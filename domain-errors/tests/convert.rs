use std::error::Error as _;
use std::io;

use domain_errors::{
    BoxError, Code, DriverError, Err, Kind, Options, Sentinel, code_of, convert, convert_opt,
    find, is_sentinel, registry,
};

fn unique_violation() -> BoxError {
    Box::new(
        DriverError::from_sqlstate("23505", "duplicate key value violates unique constraint")
            .with_detail("key already exists")
            .with_constraint("scopes_name_key"),
    )
}

#[test]
fn registry_lookup_is_total() {
    for (code, info) in registry() {
        assert_eq!(code.info(), *info);
    }
    assert_eq!(Code(31337).info(), Code::UNKNOWN.info());
    assert_eq!(Code(31337).info().kind, Kind::Unknown);
}

#[test]
fn repository_flow_converts_and_annotates() {
    let converted = convert(unique_violation());
    let err = Err::new(
        Code::INVALID_PARAMETER,
        Options::default()
            .with_op("scope.Create")
            .with_msg("scope name is taken")
            .with_wrap(converted),
    );

    assert_eq!(
        err.to_string(),
        "scope.Create: scope name is taken: Validation: error #100: \n\
         key already exists: Conflict: error #1002: \n\
         unique constraint violation: Conflict: error #1002"
    );
    assert!(is_sentinel(&err, Sentinel::NotUnique));
    assert_eq!(code_of(&err), Some(Code::INVALID_PARAMETER));
}

#[test]
fn convert_is_idempotent() {
    let once = convert(unique_violation());
    let once_rendered = once.to_string();
    let twice = convert(once);

    assert_eq!(twice.to_string(), once_rendered);
    assert_eq!(
        find::<Err>(&*twice).map(Err::code),
        Some(Code::NOT_UNIQUE)
    );
}

#[test]
fn convert_nil_is_nil() {
    assert!(convert_opt(None).is_none());
    assert!(convert_opt(Some(unique_violation())).is_some());
}

#[test]
fn converted_chain_terminates_at_sentinel() {
    let converted = convert(Box::new(
        DriverError::from_sqlstate("23502", "null value in column").with_column("name"),
    ));

    let sentinel = converted.source().expect("sentinel must be wrapped");
    assert_eq!(sentinel.downcast_ref::<Sentinel>(), Some(&Sentinel::NotNull));
    assert!(sentinel.source().is_none());
}

#[test]
fn foreign_errors_are_untouched() {
    let converted = convert(Box::new(io::Error::new(
        io::ErrorKind::TimedOut,
        "statement timeout",
    )));

    let io_err = converted
        .downcast_ref::<io::Error>()
        .expect("io error must pass through");
    assert_eq!(io_err.kind(), io::ErrorKind::TimedOut);
    assert_eq!(code_of(&*converted), None);
}

#[test]
fn message_override_hides_default_message() {
    for (code, info) in registry() {
        let rendered = Err::new(*code, Options::default().with_msg("custom")).to_string();
        assert!(rendered.contains("custom"));
        assert!(!rendered.contains(info.message), "{rendered}");
        assert!(rendered.contains(&format!("error #{code}")));
    }
}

════

Exercise: Taking the entries above, restate exactly those lines that fall between the line with "key value violates" and the line with "assert_eq!(Code(31337).info(), Code::UNKNOWN.info());", keeping both of those lines too.

Finished task:
        DriverError::from_sqlstate("23505", "duplicate key value violates unique constraint")
            .with_detail("key already exists")
            .with_constraint("scopes_name_key"),
    )
}

#[test]
fn registry_lookup_is_total() {
    for (code, info) in registry() {
        assert_eq!(code.info(), *info);
    }
    assert_eq!(Code(31337).info(), Code::UNKNOWN.info());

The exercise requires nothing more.